During the Philippine–American War, Mascardo was assigned as commanding general of the revolutionary forces in the provinces of Pampanga, Bataan, and Zambales with barracks based in Bagac, Bataan. During the Battle of Calumpit, Luna ordered Mascardo to send troops from Guagua to strengthen the former's defenses. However, Mascardo ignored Luna's orders, insisting that he was going to Arayat to undertake an "inspection of troops". Another version of Mascardo's reasoning emerged and it was probably that which reached Luna. Luna, infuriated by Mascardo's actions, had decided to detain him. Following Aguinaldo's capture by the Americans, Mascardo ordered his subordinate, then-Major Manuel L. Quezon, to surrender so he could verify Aguinaldo's capture and if so, consult him for final orders. Quezon was able to meet Aguinaldo in Malacañan, where the latter was detained, and relayed Mascardo's message. Aguinaldo instructed Quezon to inform Mascardo that the decision to surrender was up to the general himself. Mascardo surrendered on May 15, 1901, calculating that his deficiency in weaponry would mean sure defeat from the well-armed Americans.

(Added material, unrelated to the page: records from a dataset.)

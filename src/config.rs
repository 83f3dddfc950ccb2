//! Application configuration loaded from environment variables.

use std::path::PathBuf;
use std::time::Duration;

use anyhow::Context;

use crate::browser::BrowserConfig;

/// Application configuration.
#[derive(Debug, Clone)]
pub struct Config {
    /// Server bind address (e.g., "0.0.0.0:9080").
    pub bind_addr: String,

    /// External domain used to build absolute image URLs in cards,
    /// e.g., "cards.example.org" or "localhost:9080".
    pub domain: String,

    /// Freshness bound for cached cards and images.
    pub cache_ttl: Duration,

    /// Directory holding rendered `<hash>.png` images.
    pub images_dir: PathBuf,

    /// Directory holding generated `<hash>_card.html` documents.
    pub cache_dir: PathBuf,

    /// Scratch directory for the staged snippet and the render marker.
    pub scratch_dir: PathBuf,

    /// Directory holding the bad-request log.
    pub logs_dir: PathBuf,

    /// WebDriver binary spawned for the rendering engine.
    pub webdriver: String,

    /// Port the spawned driver listens on.
    pub webdriver_port: u16,

    /// Browser binary override; the driver's platform default otherwise.
    pub browser: Option<String>,

    /// How long a render marker may persist before it is treated as
    /// abandoned and force-reclaimed.
    pub gate_timeout: Duration,
}

impl Config {
    /// Load configuration from environment variables.
    ///
    /// Required:
    /// - None (all have defaults for local development)
    ///
    /// Optional:
    /// - `POST2CARD_BIND_ADDR`: Server bind address (default: "0.0.0.0:9080")
    /// - `POST2CARD_DOMAIN`: External domain for image URLs (default: "localhost:9080")
    /// - `POST2CARD_CACHE_TTL_HOURS`: Cache freshness bound (default: 24)
    /// - `POST2CARD_IMAGES_DIR`: Image directory (default: "images")
    /// - `POST2CARD_CACHE_DIR`: Card directory (default: "cache")
    /// - `POST2CARD_SCRATCH_DIR`: Scratch directory (default: "tmp")
    /// - `POST2CARD_LOGS_DIR`: Bad-request log directory (default: "logs")
    /// - `POST2CARD_WEBDRIVER`: WebDriver binary (default: "chromedriver")
    /// - `POST2CARD_WEBDRIVER_PORT`: Driver port (default: 9515)
    /// - `POST2CARD_BROWSER`: Browser binary override (default: unset)
    /// - `POST2CARD_GATE_TIMEOUT_SECS`: Abandoned-marker bound (default: 30)
    pub fn from_env() -> anyhow::Result<Self> {
        let bind_addr =
            std::env::var("POST2CARD_BIND_ADDR").unwrap_or_else(|_| "0.0.0.0:9080".to_string());

        let domain = std::env::var("POST2CARD_DOMAIN")
            .unwrap_or_else(|_| "localhost:9080".to_string())
            .trim_end_matches('/')
            .to_string();

        let cache_ttl_hours = parse_var("POST2CARD_CACHE_TTL_HOURS", 24u64)?;
        let cache_ttl = Duration::from_secs(cache_ttl_hours * 3600);

        let images_dir = PathBuf::from(
            std::env::var("POST2CARD_IMAGES_DIR").unwrap_or_else(|_| "images".to_string()),
        );
        let cache_dir = PathBuf::from(
            std::env::var("POST2CARD_CACHE_DIR").unwrap_or_else(|_| "cache".to_string()),
        );
        let scratch_dir = PathBuf::from(
            std::env::var("POST2CARD_SCRATCH_DIR").unwrap_or_else(|_| "tmp".to_string()),
        );
        let logs_dir = PathBuf::from(
            std::env::var("POST2CARD_LOGS_DIR").unwrap_or_else(|_| "logs".to_string()),
        );

        let webdriver = std::env::var("POST2CARD_WEBDRIVER")
            .unwrap_or_else(|_| "chromedriver".to_string());
        let webdriver_port = parse_var("POST2CARD_WEBDRIVER_PORT", 9515u16)?;
        let browser = std::env::var("POST2CARD_BROWSER").ok().filter(|s| !s.is_empty());

        let gate_timeout_secs = parse_var("POST2CARD_GATE_TIMEOUT_SECS", 30u64)?;
        let gate_timeout = Duration::from_secs(gate_timeout_secs);

        tracing::info!(
            bind_addr = %bind_addr,
            domain = %domain,
            cache_ttl_hours,
            images_dir = %images_dir.display(),
            cache_dir = %cache_dir.display(),
            scratch_dir = %scratch_dir.display(),
            webdriver = %webdriver,
            webdriver_port,
            "configuration loaded"
        );

        Ok(Self {
            bind_addr,
            domain,
            cache_ttl,
            images_dir,
            cache_dir,
            scratch_dir,
            logs_dir,
            webdriver,
            webdriver_port,
            browser,
            gate_timeout,
        })
    }

    /// How the rendering engine gets launched.
    pub fn browser_config(&self) -> BrowserConfig {
        BrowserConfig {
            webdriver: self.webdriver.clone(),
            port: self.webdriver_port,
            browser: self.browser.clone(),
        }
    }
}

fn parse_var<T>(key: &str, default: T) -> anyhow::Result<T>
where
    T: std::str::FromStr,
    T::Err: std::error::Error + Send + Sync + 'static,
{
    match std::env::var(key) {
        Ok(raw) => raw
            .parse()
            .with_context(|| format!("{key} is not a valid value: {raw:?}")),
        Err(_) => Ok(default),
    }
}

#[cfg(test)]
mod tests {
    use super::*;
    use std::sync::Mutex;

    /// Mutex to serialize config tests that manipulate env vars.
    static ENV_MUTEX: Mutex<()> = Mutex::new(());

    const ENV_KEYS: &[&str] = &[
        "POST2CARD_BIND_ADDR",
        "POST2CARD_DOMAIN",
        "POST2CARD_CACHE_TTL_HOURS",
        "POST2CARD_IMAGES_DIR",
        "POST2CARD_CACHE_DIR",
        "POST2CARD_SCRATCH_DIR",
        "POST2CARD_LOGS_DIR",
        "POST2CARD_WEBDRIVER",
        "POST2CARD_WEBDRIVER_PORT",
        "POST2CARD_BROWSER",
        "POST2CARD_GATE_TIMEOUT_SECS",
    ];

    /// Helper to run config tests with isolated env vars.
    /// Uses a mutex to prevent concurrent env var races.
    fn with_env_vars<F: FnOnce()>(vars: &[(&str, &str)], f: F) {
        let _guard = ENV_MUTEX.lock().unwrap();

        let saved: Vec<_> = ENV_KEYS
            .iter()
            .map(|k| (*k, std::env::var(k).ok()))
            .collect();

        // SAFETY: Serialized by mutex; only test code touches these vars.
        unsafe {
            for k in ENV_KEYS {
                std::env::remove_var(k);
            }
            for (k, v) in vars {
                std::env::set_var(k, v);
            }
        }

        f();

        // SAFETY: Restoring original env state.
        unsafe {
            for (k, v) in &saved {
                match v {
                    Some(val) => std::env::set_var(k, val),
                    None => std::env::remove_var(k),
                }
            }
        }
    }

    #[test]
    fn config_defaults() {
        with_env_vars(&[], || {
            let config = Config::from_env().unwrap();
            assert_eq!(config.bind_addr, "0.0.0.0:9080");
            assert_eq!(config.domain, "localhost:9080");
            assert_eq!(config.cache_ttl, Duration::from_secs(24 * 3600));
            assert_eq!(config.images_dir, PathBuf::from("images"));
            assert_eq!(config.cache_dir, PathBuf::from("cache"));
            assert_eq!(config.scratch_dir, PathBuf::from("tmp"));
            assert_eq!(config.logs_dir, PathBuf::from("logs"));
            assert_eq!(config.webdriver, "chromedriver");
            assert_eq!(config.webdriver_port, 9515);
            assert_eq!(config.browser, None);
            assert_eq!(config.gate_timeout, Duration::from_secs(30));
        });
    }

    #[test]
    fn config_custom_values() {
        with_env_vars(
            &[
                ("POST2CARD_BIND_ADDR", "127.0.0.1:9999"),
                ("POST2CARD_DOMAIN", "cards.example.org"),
                ("POST2CARD_CACHE_TTL_HOURS", "1"),
                ("POST2CARD_WEBDRIVER", "geckodriver"),
                ("POST2CARD_WEBDRIVER_PORT", "4444"),
                ("POST2CARD_BROWSER", "/usr/bin/chromium"),
                ("POST2CARD_GATE_TIMEOUT_SECS", "5"),
            ],
            || {
                let config = Config::from_env().unwrap();
                assert_eq!(config.bind_addr, "127.0.0.1:9999");
                assert_eq!(config.domain, "cards.example.org");
                assert_eq!(config.cache_ttl, Duration::from_secs(3600));
                assert_eq!(config.webdriver, "geckodriver");
                assert_eq!(config.webdriver_port, 4444);
                assert_eq!(config.browser.as_deref(), Some("/usr/bin/chromium"));
                assert_eq!(config.gate_timeout, Duration::from_secs(5));
            },
        );
    }

    #[test]
    fn config_domain_trailing_slash_stripped() {
        with_env_vars(&[("POST2CARD_DOMAIN", "cards.example.org/")], || {
            let config = Config::from_env().unwrap();
            assert_eq!(config.domain, "cards.example.org");
        });
    }

    #[test]
    fn config_empty_browser_treated_as_unset() {
        with_env_vars(&[("POST2CARD_BROWSER", "")], || {
            let config = Config::from_env().unwrap();
            assert_eq!(config.browser, None);
        });
    }

    #[test]
    fn config_rejects_unparseable_numbers() {
        with_env_vars(&[("POST2CARD_CACHE_TTL_HOURS", "soon")], || {
            assert!(Config::from_env().is_err());
        });
        with_env_vars(&[("POST2CARD_WEBDRIVER_PORT", "not-a-port")], || {
            assert!(Config::from_env().is_err());
        });
    }

    #[test]
    fn config_browser_config_mirrors_driver_settings() {
        with_env_vars(
            &[
                ("POST2CARD_WEBDRIVER", "chromedriver"),
                ("POST2CARD_WEBDRIVER_PORT", "9600"),
            ],
            || {
                let config = Config::from_env().unwrap();
                let browser = config.browser_config();
                assert_eq!(browser.webdriver, "chromedriver");
                assert_eq!(browser.port, 9600);
                assert_eq!(browser.browser, None);
            },
        );
    }
}
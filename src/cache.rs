//! Durable, content-addressed stores for rendered artifacts.
//!
//! Two stores share one keying scheme: the XXH3-64 hash of the normalized
//! request path, rendered as 16 uppercase hex digits. Keys are stable across
//! restarts, so a regenerated entry always lands on the same file and the
//! image URL embedded in a cached card stays valid.
//!
//! Entries are never actively evicted; a stale entry is simply overwritten
//! by the next render. Read errors are treated as a miss, write errors are
//! reported to the caller and otherwise harmless (the freshly rendered
//! result is still served).

use std::io;
use std::path::{Path, PathBuf};
use std::time::{Duration, SystemTime};

/// Stable storage key for a normalized post path.
pub fn stable_key(post_path: &str) -> String {
    format!("{:016X}", xxhash_rust::xxh3::xxh3_64(post_path.as_bytes()))
}

/// Age of the entry at `path`, from file modification time.
///
/// A missing or unreadable mtime (or one in the future) counts as brand new;
/// the worst case is serving one stale entry instead of failing the request.
async fn entry_age(path: &Path) -> Duration {
    match tokio::fs::metadata(path).await.and_then(|meta| meta.modified()) {
        Ok(mtime) => SystemTime::now()
            .duration_since(mtime)
            .unwrap_or(Duration::ZERO),
        Err(_) => Duration::ZERO,
    }
}

/// Read a file and its age, treating any read error as a miss.
async fn read_with_age(path: &Path) -> Option<(Vec<u8>, Duration)> {
    let bytes = match tokio::fs::read(path).await {
        Ok(bytes) => bytes,
        Err(err) if err.kind() == io::ErrorKind::NotFound => return None,
        Err(err) => {
            tracing::warn!(path = %path.display(), error = %err, "cache read failed, treating as miss");
            return None;
        }
    };
    let age = entry_age(path).await;
    Some((bytes, age))
}

/// Store for generated preview images (`<dir>/<hash>.png`).
#[derive(Debug, Clone)]
pub struct ImageStore {
    dir: PathBuf,
}

impl ImageStore {
    pub fn new(dir: impl Into<PathBuf>) -> Self {
        Self { dir: dir.into() }
    }

    fn path_for(&self, key: &str) -> PathBuf {
        self.dir.join(format!("{key}.png"))
    }

    /// Look up the image for a post path. Returns the PNG bytes and entry age.
    pub async fn lookup(&self, post_path: &str) -> Option<(Vec<u8>, Duration)> {
        read_with_age(&self.path_for(&stable_key(post_path))).await
    }

    /// Store the image for a post path, overwriting any previous entry.
    pub async fn store(&self, post_path: &str, png: &[u8]) -> io::Result<()> {
        tokio::fs::create_dir_all(&self.dir).await?;
        tokio::fs::write(self.path_for(&stable_key(post_path)), png).await
    }

    /// Look up an image by its literal file name, for the image-namespace
    /// route. The name must be a single path segment; anything that could
    /// escape the store directory is rejected.
    pub async fn open_file(&self, file_name: &str) -> Option<Vec<u8>> {
        if file_name.is_empty()
            || file_name.contains('/')
            || file_name.contains('\\')
            || file_name.contains("..")
        {
            return None;
        }
        match tokio::fs::read(self.dir.join(file_name)).await {
            Ok(bytes) => Some(bytes),
            Err(err) if err.kind() == io::ErrorKind::NotFound => None,
            Err(err) => {
                tracing::warn!(file = %file_name, error = %err, "image read failed");
                None
            }
        }
    }
}

/// Store for generated Open Graph card documents (`<dir>/<hash>_card.html`).
#[derive(Debug, Clone)]
pub struct CardCache {
    dir: PathBuf,
    ttl: Duration,
}

impl CardCache {
    pub fn new(dir: impl Into<PathBuf>, ttl: Duration) -> Self {
        Self { dir: dir.into(), ttl }
    }

    fn path_for(&self, key: &str) -> PathBuf {
        self.dir.join(format!("{key}_card.html"))
    }

    /// Whether an entry of the given age is still servable.
    pub fn fresh(&self, age: Duration) -> bool {
        age < self.ttl
    }

    /// Look up the card for a post path. Returns the document and entry age.
    pub async fn lookup(&self, post_path: &str) -> Option<(String, Duration)> {
        let (bytes, age) = read_with_age(&self.path_for(&stable_key(post_path))).await?;
        match String::from_utf8(bytes) {
            Ok(html) => Some((html, age)),
            Err(err) => {
                tracing::warn!(post_path = %post_path, error = %err, "cached card is not utf-8, treating as miss");
                None
            }
        }
    }

    /// Store the card for a post path, overwriting any previous entry.
    pub async fn store(&self, post_path: &str, html: &str) -> io::Result<()> {
        tokio::fs::create_dir_all(&self.dir).await?;
        tokio::fs::write(self.path_for(&stable_key(post_path)), html).await
    }
}
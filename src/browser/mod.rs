//! Rendering engine: the WebDriver-backed browser and the pipeline that
//! turns an embed snippet into a card image.
//!
//! The pipeline only talks to the engine through the [`Browser`] trait, so
//! its geometry and readiness logic is testable against a scripted stub
//! without a browser process.

pub mod canvas;
pub mod crop;
pub mod heuristics;
pub mod pipeline;
pub mod webdriver;

use std::time::Duration;

use async_trait::async_trait;

pub use crop::{CropRect, Rect};
pub use pipeline::{RenderFailure, RenderResult, render};
pub use webdriver::{BrowserConfig, WebDriverBrowser};

/// Rendering-engine failure, distinct from a post that merely fails to
/// produce the expected embed structure (see
/// [`RenderFailure`](pipeline::RenderFailure)).
#[derive(Debug, thiserror::Error)]
pub enum BrowserError {
    #[error("webdriver session could not be established: {0}")]
    Session(#[from] fantoccini::error::NewSessionError),

    #[error("webdriver command failed: {0}")]
    Command(#[from] fantoccini::error::CmdError),

    #[error("driver process: {0}")]
    Driver(#[from] std::io::Error),
}

/// Capabilities the render pipeline needs from an HTML rendering engine.
///
/// All element lookups take structural XPath patterns. Lookup methods
/// report absence through their return value; an `Err` always means the
/// engine itself failed.
#[async_trait]
pub trait Browser: Send {
    /// Navigate to a URL and wait for the top-level document load.
    async fn goto(&mut self, url: &str) -> Result<(), BrowserError>;

    /// Look for an embedded sub-frame within the bound. On a hit, record
    /// its page-space bounding box and switch the active context into it.
    async fn enter_embed_frame(&mut self, within: Duration)
    -> Result<Option<Rect>, BrowserError>;

    /// Switch the active context back to the top-level document.
    async fn leave_frame(&mut self) -> Result<(), BrowserError>;

    /// Wait for an element matching the pattern to be present; `false` when
    /// the bound expires first.
    async fn wait_present(&mut self, xpath: &str, within: Duration)
    -> Result<bool, BrowserError>;

    /// Whether the first match is currently displayed.
    async fn is_displayed(&mut self, xpath: &str) -> Result<bool, BrowserError>;

    /// Bounding box of the first match, in the active context's CSS pixels.
    async fn rect_of(&mut self, xpath: &str) -> Result<Option<Rect>, BrowserError>;

    /// Rendered text of the first match.
    async fn text_of(&mut self, xpath: &str) -> Result<Option<String>, BrowserError>;

    /// Replace the inner HTML of the first match; `false` when nothing
    /// matched.
    async fn set_inner_html(&mut self, xpath: &str, html: &str) -> Result<bool, BrowserError>;

    /// Whether the first matching image element is visible and has fully
    /// decoded pixel data.
    async fn image_decoded(&mut self, xpath: &str) -> Result<bool, BrowserError>;

    /// Whether every image in the active context is visible and decoded.
    async fn all_images_decoded(&mut self) -> Result<bool, BrowserError>;

    /// CSS-pixel width of the viewport, for the device-pixel ratio.
    async fn viewport_width(&mut self) -> Result<f64, BrowserError>;

    /// PNG screenshot of the visible viewport.
    async fn screenshot(&mut self) -> Result<Vec<u8>, BrowserError>;
}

===Political career and death===

Mascardo returned to Cavite following his release by the Americans. He was later influenced to enter politics, and won the race for Governor of Cavite, a post he held from 1910–1912. After serving one term, he retired to live a private life. On July 7, 1932, he died from a heart disease.

==Personal life==
Mascardo was married to Carmen Topacio of Imus, Cavite. The couple had eight children – Modesto, Dominador (who became a general), Petra, Pura, Jaime, Tomás, Salvador (a former collector of customs at the Manila International Airport), and Emiliano.

==In popular culture==
- Portrayed by Allan Paule in the film, El Presidente (2012).
- Portrayed by Lorenz Martinez in the film, Heneral Luna (2015).